The IKEA Group’s 2016 annual report couldn’t be clearer about the direction in which the company is heading. The home furnishings retailer, which operates in 28 markets around the world and is this year preparing to launch in India and Serbia, may have its bedrock in stores (which currently account for 95% of sales), but it has no doubt that its future is as a multichannel retailer.

“We are on an important journey to becoming a multichannel retailer, for which we are bringing in specialists and appropriate competencies,” Lotta Lyra, group development and expansion manager, noted. “Most importantly, we are moving forward with an even greater focus on innovation and development to meet customer needs in new ways.”

Ikea currently offers ecommerce options in 14 of its markets, but intends to roll these out across the business to give all customers the option of shopping in store, online or via social media. It is also promising a joined-up experience where shopping started at home or on a mobile device can be continued in store and vice versa. To enable these changes it is introducing a major shake-up of its distribution and logistics, whereby products will be stored closer to customers to cut down on delivery times and costs, with new stores – some of which will be in new formats – serving as hubs for customers to pick up, exchange and return purchases.
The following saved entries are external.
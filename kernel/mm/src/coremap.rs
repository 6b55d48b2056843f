//! Coremap: the physical-frame allocator.
//!
//! A dense array with one entry per frame of RAM, stored at the bottom
//! of RAM itself and reached through the direct-map window. Allocation
//! is first-fit over runs of free frames; the run length is remembered
//! in the first frame's entry so freeing needs only the base address.
//! Frames are either `Free` or `Fixed` (kernel-owned / user-backing);
//! there is no coalescing because adjacency is rediscovered by the next
//! scan.

use ferrite_core::addr::{PAGE_SIZE, PhysAddr};
use ferrite_core::sync::SpinLock;
use ferrite_core::syscall::Errno;

use crate::layout::DirectMap;

/// Allocation state of one physical frame.
#[derive(Debug, Clone, Copy, PartialEq, Eq)]
#[repr(u8)]
pub enum FrameState {
    /// Available for allocation.
    Free,
    /// Allocated; owned by the kernel or backing a user page.
    Fixed,
}

/// Per-frame bookkeeping.
///
/// Only the first frame of an allocated chunk carries a nonzero
/// `chunk_size`; the remaining frames of the chunk are `Fixed` with
/// `chunk_size == 0`.
#[derive(Debug, Clone, Copy)]
struct FrameInfo {
    state: FrameState,
    chunk_size: u32,
}

/// The physical-frame allocator.
pub struct Coremap {
    frames: &'static mut [FrameInfo],
    /// First frame past the coremap's own storage; scans start here.
    base_frame: usize,
    dirmap: DirectMap,
}

impl Coremap {
    /// Builds the coremap over `total_frames` frames of RAM, placing its
    /// own storage in the leading frames.
    ///
    /// # Safety
    ///
    /// `dirmap` must cover physical addresses `[0, total_frames *
    /// PAGE_SIZE)`, and that memory must not be in use. Call once per
    /// region of RAM.
    pub unsafe fn new(total_frames: usize, dirmap: DirectMap) -> Self {
        let meta_bytes = total_frames * core::mem::size_of::<FrameInfo>();
        let meta_frames = meta_bytes.div_ceil(PAGE_SIZE);
        assert!(meta_frames < total_frames, "RAM too small for its coremap");

        // SAFETY: The dirmap covers the metadata range, which the safety
        // contract says is otherwise unused.
        let frames = unsafe {
            core::slice::from_raw_parts_mut(
                dirmap.ptr(PhysAddr::zero()).cast::<FrameInfo>(),
                total_frames,
            )
        };
        for entry in frames.iter_mut() {
            *entry = FrameInfo {
                state: FrameState::Free,
                chunk_size: 0,
            };
        }

        Self {
            frames,
            base_frame: meta_frames,
            dirmap,
        }
    }

    /// Returns the direct-map window over the managed RAM.
    pub fn dirmap(&self) -> DirectMap {
        self.dirmap
    }

    /// Returns the number of managed frames (including the coremap's own).
    pub fn total_frames(&self) -> usize {
        self.frames.len()
    }

    /// Returns the index of the first allocatable frame.
    pub fn base_frame(&self) -> usize {
        self.base_frame
    }

    /// Allocates `npages` physically contiguous frames.
    ///
    /// First-fit scan from the base frame. Returns the physical address
    /// of the first frame, or no-memory when no run is long enough.
    pub fn alloc_frames(&mut self, npages: usize) -> Result<PhysAddr, Errno> {
        assert!(npages > 0, "zero-length frame allocation");

        let mut run = 0usize;
        let mut i = self.base_frame;
        while i < self.frames.len() {
            if self.frames[i].state == FrameState::Free {
                run += 1;
                if run == npages {
                    let start = i + 1 - npages;
                    for entry in &mut self.frames[start..=i] {
                        entry.state = FrameState::Fixed;
                        entry.chunk_size = 0;
                    }
                    self.frames[start].chunk_size = npages as u32;
                    return Ok(PhysAddr::new((start * PAGE_SIZE) as u64));
                }
            } else {
                run = 0;
            }
            i += 1;
        }
        Err(Errno::NoMem)
    }

    /// Allocates `npages` contiguous frames and zeroes them.
    pub fn alloc_zeroed(&mut self, npages: usize) -> Result<PhysAddr, Errno> {
        let pa = self.alloc_frames(npages)?;
        for i in 0..npages {
            self.dirmap.zero_frame(pa + (i * PAGE_SIZE) as u64);
        }
        Ok(pa)
    }

    /// Allocates `npages` contiguous zeroed frames and returns the
    /// kernel direct-mapped address of the first, for kernel-internal
    /// buffers.
    pub fn alloc_kpages(&mut self, npages: usize) -> Result<*mut u8, Errno> {
        let pa = self.alloc_zeroed(npages)?;
        Ok(self.dirmap.ptr(pa))
    }

    /// Frees a chunk by the kernel virtual address [`alloc_kpages`]
    /// returned, stripping the direct-map offset to recover the frame.
    ///
    /// [`alloc_kpages`]: Coremap::alloc_kpages
    pub fn free_kpages(&mut self, kvaddr: *mut u8) {
        let pa = PhysAddr::new(kvaddr as u64 - self.dirmap.offset());
        self.free_frames(pa);
    }

    /// Frees the chunk whose first frame is at `pa`.
    ///
    /// The chunk length was remembered at allocation time. Freeing a
    /// base whose length is already cleared is a no-op, so a double
    /// free is tolerated rather than corrupting neighbouring chunks.
    pub fn free_frames(&mut self, pa: PhysAddr) {
        assert!(pa.is_page_aligned(), "freeing an unaligned frame address");
        let index = pa.frame_index();
        assert!(index < self.frames.len(), "freeing a frame outside RAM");

        let pages = self.frames[index].chunk_size as usize;
        self.frames[index].chunk_size = 0;
        for entry in &mut self.frames[index..index + pages] {
            entry.state = FrameState::Free;
        }
    }

    /// Returns the number of bytes currently in `Fixed` frames.
    pub fn used_bytes(&self) -> usize {
        self.frames
            .iter()
            .filter(|f| f.state == FrameState::Fixed)
            .count()
            * PAGE_SIZE
    }

    /// Returns the remembered chunk length at `pa` (0 when not a chunk base).
    pub fn chunk_size_at(&self, pa: PhysAddr) -> u32 {
        self.frames[pa.frame_index()].chunk_size
    }

    /// Returns the state of the frame at `pa`.
    pub fn frame_state_at(&self, pa: PhysAddr) -> FrameState {
        self.frames[pa.frame_index()].state
    }
}

// ---------------------------------------------------------------------------
// Shared coremap cell
// ---------------------------------------------------------------------------

/// A lock-guarded slot holding the machine's coremap.
///
/// There is one process-wide spin lock over the whole frame table; the
/// single-threaded early-boot phase simply takes it uncontended. The
/// cell starts empty and is populated once at VM bootstrap.
pub struct CoremapCell(SpinLock<Option<Coremap>>);

impl CoremapCell {
    /// Creates an empty cell.
    pub const fn new() -> Self {
        Self(SpinLock::named("coremap", None))
    }

    /// Creates a cell already holding `coremap`.
    pub fn with_coremap(coremap: Coremap) -> Self {
        Self(SpinLock::named("coremap", Some(coremap)))
    }

    /// Installs the coremap at bootstrap.
    ///
    /// # Panics
    ///
    /// Panics if called twice.
    pub fn init(&self, coremap: Coremap) {
        let mut slot = self.0.lock();
        assert!(slot.is_none(), "coremap already initialized");
        *slot = Some(coremap);
    }

    /// Executes a closure with exclusive access to the coremap.
    ///
    /// # Panics
    ///
    /// Panics if the coremap has not been initialized.
    pub fn with<R>(&self, f: impl FnOnce(&mut Coremap) -> R) -> R {
        let mut slot = self.0.lock();
        f(slot.as_mut().expect("coremap not initialized"))
    }

    /// Attempts to execute a closure with exclusive access to the
    /// coremap.
    ///
    /// Returns `None` if the lock is already held (avoiding deadlock in
    /// fault paths) or the coremap has not been installed yet.
    pub fn try_with<R>(&self, f: impl FnOnce(&mut Coremap) -> R) -> Option<R> {
        let mut slot = self.0.try_lock()?;
        Some(f(slot.as_mut()?))
    }
}

impl Default for CoremapCell {
    fn default() -> Self {
        Self::new()
    }
}

/// Simulated-RAM construction helpers for host tests.
#[cfg(any(test, feature = "std"))]
pub mod test_support {
    extern crate alloc;

    use alloc::vec;

    use super::*;

    /// Builds a coremap over `frames` pages of leaked heap memory
    /// standing in for RAM.
    pub fn test_coremap(frames: usize) -> Coremap {
        let ram = vec![0u8; frames * PAGE_SIZE].leak();
        // SAFETY: The leaked buffer covers [0, frames * PAGE_SIZE) and
        // nothing else touches it.
        unsafe {
            let dirmap = DirectMap::new(ram.as_mut_ptr() as u64);
            Coremap::new(frames, dirmap)
        }
    }
}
Ikea has also put sustainability at the heart of its vision, committing to do its bit to tackle climate change by producing more renewable energy than it consumes. By the end of the 2016 financial year, it had committed to own and operate 327 wind turbines around the world and had invested in 730,000 solar panels on its buildings.

Changes currently being rolled out in its German operations give a taste of what is to come. Here, the company has reorganised its distribution to provide two warehouses (in Berlin and Hamburg) to deal with larger-sized products ordered in store or online, leaving a parcel unit in Dortmund to deal with smaller orders, which it can turn around more quickly, now it has been freed up of the larger items.

A pick-up point combined with showroom has been introduced in Ravensburg, and a small-format ‘Smart Store’ in Bremerhaven, while its new Kaarst store, due to open in the summer of 2017, will be the first of the company’s resource-efficient “More Sustainable Stores”. These will feature large amounts of natural light and environmentally friendly technologies.